“AI-powered digital twins mark a significant evolution in the longer term of producing, enabling real-time visualization of the whole production line, not only individual machines,” says Indranil Sircar, global chief technology officer for the manufacturing and mobility industry at Microsoft. “That is allowing manufacturers to maneuver beyond isolated monitoring toward much wider insights.”
A digital twin of a bottling line, for instance, can integrate one-dimensional shop-floor telemetry, two-dimensional enterprise data, and three-dimensional immersive modeling right into a single operational view of the whole production line to enhance efficiency and reduce costly downtime. Many high-speed industries face downtime rates as high as 40%, estimates Jon Sobel, co-founder and chief executive officer of Sight Machine, an industrial AI company that partners with Microsoft and NVIDIA to rework complex data into actionable insights. By tracking micro-stops and quality metrics via digital twins, corporations can goal improvements and adjustments with greater precision, saving hundreds of thousands in once-lost productivity without disrupting ongoing operations.

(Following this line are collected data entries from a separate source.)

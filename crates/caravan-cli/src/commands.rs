use anyhow::Context;
use colored::Colorize;

use caravan_crypto::SigningKey;
use caravan_gateway::{Gateway, GatewayConfig, GatewayState};
use caravan_queue::{
    FileRecordStore, PassthroughEncryptor, QueueConfig, QueueManager, SyncOutcome,
};
use caravan_sync::{HttpSyncTransport, SyncTransport};
use caravan_types::{ActorId, IntegrityHash, OriginId, SubjectId};

use crate::cli::*;

pub async fn run_command(cli: Cli) -> anyhow::Result<()> {
    match cli.command {
        Command::Serve(args) => cmd_serve(args).await,
        Command::Record(args) => cmd_record(args).await,
        Command::Sync(args) => cmd_sync(args).await,
        Command::Status(args) => cmd_status(args).await,
        Command::Confirm(args) => cmd_confirm(args).await,
        Command::Verify(args) => cmd_verify(args).await,
    }
}

fn open_queue(
    device: &DeviceArgs,
    gateway: &str,
) -> anyhow::Result<QueueManager<FileRecordStore, HttpSyncTransport>> {
    let store = FileRecordStore::open(&device.store)
        .with_context(|| format!("opening record store at {}", device.store))?;
    let transport = HttpSyncTransport::new(gateway).context("building gateway transport")?;
    Ok(QueueManager::new(
        store,
        transport,
        Box::new(PassthroughEncryptor),
        SigningKey::generate(),
        QueueConfig {
            author_id: ActorId::new(device.author.clone()),
            origin_id: OriginId::new(device.origin.clone()),
        },
    ))
}

async fn cmd_serve(args: ServeArgs) -> anyhow::Result<()> {
    let config = GatewayConfig {
        bind_addr: args.bind.parse().context("parsing bind address")?,
        max_batch_size: args.max_batch,
    };
    println!(
        "{} caravan gateway on {}",
        "▶".green().bold(),
        args.bind.bold()
    );
    let gateway = Gateway::new(GatewayState::in_memory(config));
    gateway.serve().await?;
    Ok(())
}

async fn cmd_record(args: RecordArgs) -> anyhow::Result<()> {
    // Creation is fully offline; the gateway URL is only needed later.
    let queue = open_queue(&args.device, "http://127.0.0.1:9410")?;
    let record = queue
        .create_record(SubjectId::new(args.subject), args.content.as_bytes())
        .await?;
    println!(
        "{} Record saved locally. Will sync when online.",
        "✓".green().bold()
    );
    println!("  Id:   {}", record.id.to_string().yellow());
    println!("  Hash: {}", record.integrity_hash.to_hex().cyan());
    Ok(())
}

async fn cmd_sync(args: SyncArgs) -> anyhow::Result<()> {
    let queue = open_queue(&args.device, &args.gateway)?;
    match queue.sync_now().await? {
        SyncOutcome::NothingPending => {
            println!("{} Nothing pending.", "✓".green());
        }
        SyncOutcome::Completed { accepted, rejected } => {
            println!(
                "{} Sync complete: {} anchored, {} rejected.",
                "✓".green().bold(),
                accepted.to_string().bold(),
                rejected.len()
            );
            for r in rejected {
                println!("  {} {} ({:?})", "rejected:".red(), r.id, r.reason);
            }
        }
        SyncOutcome::TransportFailed { reason } => {
            println!(
                "{} Sync failed: {}. Data remains safe locally.",
                "✗".red().bold(),
                reason
            );
        }
    }
    Ok(())
}

async fn cmd_status(args: StatusArgs) -> anyhow::Result<()> {
    let queue = open_queue(&args.device, "http://127.0.0.1:9410")?;
    let records = queue.records().await?;
    let pending = queue.pending_count().await?;
    println!(
        "{} records, {} pending sync",
        records.len().to_string().bold(),
        pending.to_string().yellow()
    );
    for r in records {
        let status = match r.status {
            caravan_types::SyncStatus::Pending => "PENDING".yellow(),
            caravan_types::SyncStatus::Synced => "SYNCED".green(),
            caravan_types::SyncStatus::Verified => "VERIFIED".green().bold(),
        };
        println!("  {} {} {}", r.id.short_id().dimmed(), status, r.integrity_hash.short_hex());
    }
    Ok(())
}

async fn cmd_confirm(args: SyncArgs) -> anyhow::Result<()> {
    let queue = open_queue(&args.device, &args.gateway)?;
    let promoted = queue.confirm_anchored().await?;
    println!(
        "{} {} record(s) verified against the ledger.",
        "✓".green().bold(),
        promoted.to_string().bold()
    );
    Ok(())
}

async fn cmd_verify(args: VerifyArgs) -> anyhow::Result<()> {
    let hash = IntegrityHash::from_hex(&args.hash).context("parsing record hash")?;
    let transport = HttpSyncTransport::new(&args.gateway)?;
    let check = transport.check_anchor(&hash).await?;
    if check.valid {
        println!(
            "{} Anchored at {}",
            "✓ valid".green().bold(),
            check.anchored_at.unwrap_or_default()
        );
    } else {
        println!("{} No anchor found for this hash.", "✗ invalid".red().bold());
    }
    Ok(())
}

AI offers the following opportunity. Sircar estimates that as much as 50% of manufacturers are currently deploying AI in production. That is up from 35% of manufacturers surveyed in a 2024 MIT Technology Review Insights report who said they’ve begun to place AI use cases into production. Larger manufacturers with greater than $10 billion in revenue were significantly ahead, with 77% already deploying AI use cases, in response to the report.
“Manufacturing has loads of data and is an ideal use case for AI,” says Sobel. “An industry that has been seen by some as lagging relating to digital technology and AI could also be in the very best position to steer. It’s very unexpected.”